A team of Harvard radiologists is advising fellow rads to bone up on imaging-evident drug toxicity so as to shed their reputation as providers of a standalone service and, more to the point, cement their role as central members of the cancer team in this era of precision oncology.

Publishing their guidance in the July edition of the American Journal of Roentgenology, Stephanie Howard, MD, and colleagues at Dana Farber Cancer Institute and Brigham & Women’s Hospital present a primer on toxicity along with an exhortation to dive into sometimes-unfamiliar waters.

“As surgical options become increasingly considered in patients with advanced disease, radiologists must familiarize themselves with appearances of drug toxicity in organs that may undergo resection,” they write, “so that they can alert their oncology colleagues of changes concerning for low-grade toxicity that may first be detected incidentally on restaging scans.”

Howard and team note that that cancer imaging is expected to grow markedly along with cancer survivorship over the next few years, with one major SEER-based study projecting 18.1 million cancer survivors in 2020—up from 13.8 million in 2010.

In the face of this increase, and with precision oncology coming into its own, oncologists are increasingly using combinations of cytotoxic agents, molecular targeted therapies and immune checkpoint inhibitors. In this landscape, it’s increasingly important that radiologists “not only identify toxicity early, but also fully understand the implications of the findings that they report,” the authors write.

They offer examples of this perspective as applied to practice, including a scenario in which imaging-evident toxicity doesn’t necessarily call for drug cessation.

“Low levels of toxicity noted with molecular targeted agents and immune checkpoint inhibitors have increasingly been shown to correlate with drug efficacy,” they point out, “and less-severe toxicity may be deemed acceptable and, at times, even welcomed by the oncologic team.”

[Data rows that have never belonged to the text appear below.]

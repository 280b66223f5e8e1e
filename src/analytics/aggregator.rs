//! Click aggregation
//!
//! Pure, single-pass rollups over a slice of click events: totals, unique
//! visitors (by IP hash), device/browser/OS breakdowns, top referrers and
//! countries, and dense time-bucketed series.
//!
//! All bucketing is done in UTC.

use chrono::{DateTime, DurationRound, TimeDelta, Utc};
use std::collections::{BTreeMap, HashMap, HashSet};
use tracing::debug;

use crate::analytics::models::{
    ClickEvent, ClickMetrics, DeviceBreakdown, Granularity, RankedValue, TimeSeriesDataPoint,
};

/// Number of entries kept in top-N lists
pub const TOP_N: usize = 5;

/// Windows up to this many days are bucketed by hour, longer ones by day
pub const HOURLY_WINDOW_MAX_DAYS: u32 = 2;

/// Longest window any series or query may span (about ten years)
pub const MAX_WINDOW_DAYS: u32 = 3660;

/// Start of a window of `window_days` ending at `now`.
///
/// Windows are capped at [`MAX_WINDOW_DAYS`]; the subtraction saturates at
/// the earliest representable instant instead of overflowing.
pub fn window_start(now: DateTime<Utc>, window_days: u32) -> DateTime<Utc> {
    let days = i64::from(window_days.min(MAX_WINDOW_DAYS));
    TimeDelta::try_days(days)
        .and_then(|span| now.checked_sub_signed(span))
        .unwrap_or(DateTime::<Utc>::MIN_UTC)
}

impl Granularity {
    /// Granularity used for a window of `window_days`
    pub fn for_window(window_days: u32) -> Self {
        if window_days <= HOURLY_WINDOW_MAX_DAYS {
            Granularity::Hour
        } else {
            Granularity::Day
        }
    }

    fn step(self) -> TimeDelta {
        match self {
            Granularity::Hour => TimeDelta::hours(1),
            Granularity::Day => TimeDelta::days(1),
        }
    }

    /// Truncate an instant to the start of its bucket
    pub fn floor(self, instant: DateTime<Utc>) -> DateTime<Utc> {
        // Truncation only fails for instants near the representable limits
        instant.duration_trunc(self.step()).unwrap_or(instant)
    }

    /// Bucket label for an instant
    pub fn label(self, instant: DateTime<Utc>) -> String {
        instant.format(self.label_format()).to_string()
    }
}

/// Occurrence counter that remembers first-seen order for stable ranking
#[derive(Default)]
struct Tally {
    index: HashMap<String, usize>,
    entries: Vec<RankedValue>,
}

impl Tally {
    fn add(&mut self, value: &str) {
        match self.index.get(value) {
            Some(&i) => self.entries[i].count += 1,
            None => {
                self.index.insert(value.to_string(), self.entries.len());
                self.entries.push(RankedValue {
                    value: value.to_string(),
                    count: 1,
                });
            }
        }
    }

    /// Highest counts first; `sort_by` is stable so ties keep first-seen order
    fn top(mut self, n: usize) -> Vec<RankedValue> {
        self.entries.sort_by(|a, b| b.count.cmp(&a.count));
        self.entries.truncate(n);
        self.entries
    }
}

/// Compute summary metrics for a set of click events.
///
/// Empty input yields zero counts with all three device classes present.
pub fn aggregate_clicks(events: &[ClickEvent]) -> ClickMetrics {
    let mut visitors: HashSet<&str> = HashSet::new();
    let mut device_breakdown = DeviceBreakdown::default();
    let mut browser_breakdown: BTreeMap<String, u64> = BTreeMap::new();
    let mut os_breakdown: BTreeMap<String, u64> = BTreeMap::new();
    let mut referrers = Tally::default();
    let mut countries = Tally::default();

    for event in events {
        visitors.insert(event.ip_hash.as_str());
        device_breakdown.increment(event.device);
        *browser_breakdown.entry(event.browser.clone()).or_insert(0) += 1;
        *os_breakdown.entry(event.os.clone()).or_insert(0) += 1;

        if let Some(referrer) = event.referrer.as_deref().filter(|r| !r.is_empty()) {
            referrers.add(referrer);
        }
        if let Some(country) = event.country.as_deref().filter(|c| !c.is_empty()) {
            countries.add(country);
        }
    }

    ClickMetrics {
        total_clicks: events.len() as u64,
        unique_clicks: visitors.len() as u64,
        device_breakdown,
        browser_breakdown,
        os_breakdown,
        top_referrers: referrers.top(TOP_N),
        top_countries: countries.top(TOP_N),
    }
}

/// Time series ending now. See [`time_series_at`].
pub fn time_series(events: &[ClickEvent], window_days: u32) -> Vec<TimeSeriesDataPoint> {
    time_series_at(events, window_days, Utc::now())
}

/// Bucket click events over the `window_days` preceding `now`.
///
/// Every bucket from `now - window_days` to `now` (inclusive) is present,
/// including empty ones. Events outside that range are ignored. An empty
/// event slice yields an empty series. Windows longer than
/// [`MAX_WINDOW_DAYS`] are capped.
pub fn time_series_at(
    events: &[ClickEvent],
    window_days: u32,
    now: DateTime<Utc>,
) -> Vec<TimeSeriesDataPoint> {
    if events.is_empty() {
        return Vec::new();
    }

    let window_days = window_days.min(MAX_WINDOW_DAYS);
    let granularity = Granularity::for_window(window_days);
    let start = granularity.floor(window_start(now, window_days));
    let end = granularity.floor(now);

    // Labels sort chronologically, so the BTreeMap yields buckets in order
    let mut buckets: BTreeMap<String, (u64, HashSet<&str>)> = BTreeMap::new();
    let mut cursor = start;
    while cursor <= end {
        buckets.insert(granularity.label(cursor), (0, HashSet::new()));
        cursor += granularity.step();
    }

    let mut dropped = 0usize;
    for event in events {
        match buckets.get_mut(&granularity.label(event.timestamp)) {
            Some((clicks, visitors)) => {
                *clicks += 1;
                visitors.insert(event.ip_hash.as_str());
            }
            None => dropped += 1,
        }
    }

    if dropped > 0 {
        debug!(
            "Dropped {} click events outside the {}-day window",
            dropped, window_days
        );
    }

    buckets
        .into_iter()
        .map(|(timestamp, (clicks, visitors))| TimeSeriesDataPoint {
            timestamp,
            clicks,
            unique_clicks: visitors.len() as u64,
        })
        .collect()
}

#[cfg(test)]
mod tests {
    use super::*;
    use crate::analytics::models::Device;
    use chrono::{Duration, TimeZone};

    fn event(id: i64, ip_hash: &str, timestamp: DateTime<Utc>) -> ClickEvent {
        ClickEvent {
            id,
            link_id: "link1".to_string(),
            timestamp,
            ip_hash: ip_hash.to_string(),
            device: Device::Desktop,
            browser: "Chrome".to_string(),
            os: "Windows".to_string(),
            referrer: None,
            country: None,
        }
    }

    fn fixed_now() -> DateTime<Utc> {
        Utc.with_ymd_and_hms(2024, 3, 15, 14, 30, 0).unwrap()
    }

    #[test]
    fn test_aggregate_empty() {
        let metrics = aggregate_clicks(&[]);
        assert_eq!(metrics.total_clicks, 0);
        assert_eq!(metrics.unique_clicks, 0);
        assert_eq!(metrics.device_breakdown, DeviceBreakdown::default());
        assert!(metrics.browser_breakdown.is_empty());
        assert!(metrics.os_breakdown.is_empty());
        assert!(metrics.top_referrers.is_empty());
        assert!(metrics.top_countries.is_empty());

        let json = serde_json::to_value(&metrics).unwrap();
        assert_eq!(
            json["deviceBreakdown"],
            serde_json::json!({"mobile": 0, "desktop": 0, "tablet": 0})
        );
    }

    #[test]
    fn test_aggregate_counts_and_uniques() {
        let now = fixed_now();
        let mut events = vec![
            event(1, "a", now),
            event(2, "a", now),
            event(3, "b", now),
            event(4, "c", now),
        ];
        events[1].device = Device::Mobile;
        events[2].device = Device::Tablet;
        events[3].browser = "Firefox".to_string();
        events[3].os = "Linux".to_string();

        let metrics = aggregate_clicks(&events);
        assert_eq!(metrics.total_clicks, 4);
        assert_eq!(metrics.unique_clicks, 3);
        assert_eq!(
            metrics.device_breakdown,
            DeviceBreakdown {
                mobile: 1,
                desktop: 2,
                tablet: 1
            }
        );
        assert_eq!(metrics.browser_breakdown.get("Chrome"), Some(&3));
        assert_eq!(metrics.browser_breakdown.get("Firefox"), Some(&1));
        assert_eq!(metrics.os_breakdown.get("Linux"), Some(&1));
        assert_eq!(metrics.os_breakdown.len(), 2);
    }

    #[test]
    fn test_top_referrers_sorted_truncated_and_stable() {
        let now = fixed_now();
        let referrers = [
            "https://a.com", "https://b.com", "https://b.com", "https://c.com",
            "https://d.com", "https://e.com", "https://f.com", "https://f.com",
            "https://f.com",
        ];
        let mut events: Vec<ClickEvent> = referrers
            .iter()
            .enumerate()
            .map(|(i, r)| {
                let mut e = event(i as i64, "x", now);
                e.referrer = Some(r.to_string());
                e
            })
            .collect();
        // Missing and empty referrers are excluded from the ranking
        events.push(event(100, "y", now));
        let mut empty = event(101, "z", now);
        empty.referrer = Some(String::new());
        events.push(empty);

        let metrics = aggregate_clicks(&events);
        assert_eq!(metrics.total_clicks, 11);

        let top: Vec<(&str, u64)> = metrics
            .top_referrers
            .iter()
            .map(|r| (r.value.as_str(), r.count))
            .collect();
        assert_eq!(
            top,
            vec![
                ("https://f.com", 3),
                ("https://b.com", 2),
                ("https://a.com", 1),
                ("https://c.com", 1),
                ("https://d.com", 1),
            ]
        );
    }

    #[test]
    fn test_top_countries() {
        let now = fixed_now();
        let countries = [Some("US"), Some("DE"), None, Some("US")];
        let events: Vec<ClickEvent> = countries
            .iter()
            .enumerate()
            .map(|(i, c)| {
                let mut e = event(i as i64, "x", now);
                e.country = c.map(str::to_string);
                e
            })
            .collect();

        let metrics = aggregate_clicks(&events);
        assert_eq!(metrics.top_countries.len(), 2);
        assert_eq!(metrics.top_countries[0].value, "US");
        assert_eq!(metrics.top_countries[0].count, 2);
        assert_eq!(metrics.top_countries[1].value, "DE");
    }

    #[test]
    fn test_time_series_empty_input() {
        assert!(time_series_at(&[], 7, fixed_now()).is_empty());
        assert!(time_series(&[], 1).is_empty());
    }

    #[test]
    fn test_time_series_daily_is_dense() {
        let now = fixed_now();
        let events = vec![
            event(1, "a", now - Duration::days(3)),
            event(2, "a", now - Duration::days(3)),
            event(3, "b", now - Duration::days(3)),
            event(4, "c", now),
        ];

        let series = time_series_at(&events, 7, now);
        assert_eq!(series.len(), 8);
        assert_eq!(series[0].timestamp, "2024-03-08");
        assert_eq!(series[7].timestamp, "2024-03-15");

        let labels: HashSet<&str> = series.iter().map(|p| p.timestamp.as_str()).collect();
        assert_eq!(labels.len(), 8, "each day appears exactly once");

        let day = series.iter().find(|p| p.timestamp == "2024-03-12").unwrap();
        assert_eq!(day.clicks, 3);
        assert_eq!(day.unique_clicks, 2);

        let today = series.last().unwrap();
        assert_eq!(today.clicks, 1);
        assert_eq!(today.unique_clicks, 1);

        let total: u64 = series.iter().map(|p| p.clicks).sum();
        assert_eq!(total, 4);
        assert!(series.iter().filter(|p| p.clicks == 0).count() >= 6);
    }

    #[test]
    fn test_time_series_hourly_labels() {
        let now = fixed_now();
        let events = vec![event(1, "a", now - Duration::minutes(20))];

        let series = time_series_at(&events, 1, now);
        assert_eq!(series.len(), 25);
        assert_eq!(series[0].timestamp, "2024-03-14 14:00");
        assert_eq!(series[24].timestamp, "2024-03-15 14:00");
        assert_eq!(series[24].clicks, 1);

        let two_days = time_series_at(&events, 2, now);
        assert_eq!(two_days.len(), 49);
        assert!(two_days.iter().all(|p| p.timestamp.ends_with(":00")));

        let three_days = time_series_at(&events, 3, now);
        assert_eq!(three_days.len(), 4);
        assert!(three_days.iter().all(|p| p.timestamp.len() == 10));
    }

    #[test]
    fn test_time_series_drops_out_of_window_events() {
        let now = fixed_now();
        let events = vec![
            event(1, "a", now - Duration::days(30)),
            event(2, "b", now + Duration::days(2)),
            event(3, "c", now),
        ];

        let series = time_series_at(&events, 7, now);
        let total: u64 = series.iter().map(|p| p.clicks).sum();
        assert_eq!(total, 1);
    }

    #[test]
    fn test_time_series_buckets_at_utc_midnight() {
        let now = Utc.with_ymd_and_hms(2024, 3, 15, 0, 5, 0).unwrap();
        let before_midnight = Utc.with_ymd_and_hms(2024, 3, 14, 23, 59, 59).unwrap();
        let events = vec![event(1, "a", before_midnight), event(2, "b", now)];

        let series = time_series_at(&events, 7, now);
        let day = |label: &str| series.iter().find(|p| p.timestamp == label).unwrap().clicks;
        assert_eq!(day("2024-03-14"), 1);
        assert_eq!(day("2024-03-15"), 1);
    }

    #[test]
    fn test_time_series_caps_huge_windows() {
        let now = Utc.with_ymd_and_hms(2024, 3, 15, 12, 0, 0).unwrap();
        let events = vec![event(1, "a", now - Duration::days(1))];

        let series = time_series_at(&events, u32::MAX, now);
        assert_eq!(series.len(), MAX_WINDOW_DAYS as usize + 1);
        assert_eq!(series.iter().map(|p| p.clicks).sum::<u64>(), 1);
        assert_eq!(series.last().unwrap().timestamp, "2024-03-15");
    }

    #[test]
    fn test_window_start_saturates() {
        let now = Utc.with_ymd_and_hms(2024, 3, 15, 12, 0, 0).unwrap();
        assert_eq!(window_start(now, 7), now - Duration::days(7));
        assert_eq!(
            window_start(now, u32::MAX),
            now - Duration::days(i64::from(MAX_WINDOW_DAYS))
        );
        assert_eq!(
            window_start(DateTime::<Utc>::MIN_UTC, 1),
            DateTime::<Utc>::MIN_UTC
        );
    }

    #[test]
    fn test_granularity_for_window() {
        assert_eq!(Granularity::for_window(0), Granularity::Hour);
        assert_eq!(Granularity::for_window(2), Granularity::Hour);
        assert_eq!(Granularity::for_window(3), Granularity::Day);
        assert_eq!(Granularity::for_window(90), Granularity::Day);
    }
}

Meanwhile, as metastasectomies become more common in the control of advanced disease, cancer teams increasingly prioritize reducing harm to organs that may be subject to surgical intervention later on.

Then too, clinical trials are now looking at ways to safely and efficaciously combine drugs from various classes. This presents a situation that “often amplifies toxicity, mandating that radiologists not simply memorize the side effects a drug may cause but also consider the alterations of toxicity profiles with combined regimens and anticipate some of the long-term implications these side effects may have.”

Howard and team devote the bulk of their article to exploring and explaining some of the most pressing particulars of toxicity. Throughout, they emphasize the need for radiologists to embrace this aspect of cancer care and see it from the oncologist’s eye view.

“To effectively communicate with their oncology colleagues, radiologists must understand toxicity grading and must be familiar with situations in which toxicity may be more or less likely to be tolerated,” the authors write.  

“Radiologists must understand the language and multifaceted nuances of toxicity to contribute to optimized care of cancer patients,” they conclude, “and remain relevant, effective members of the oncologic team.”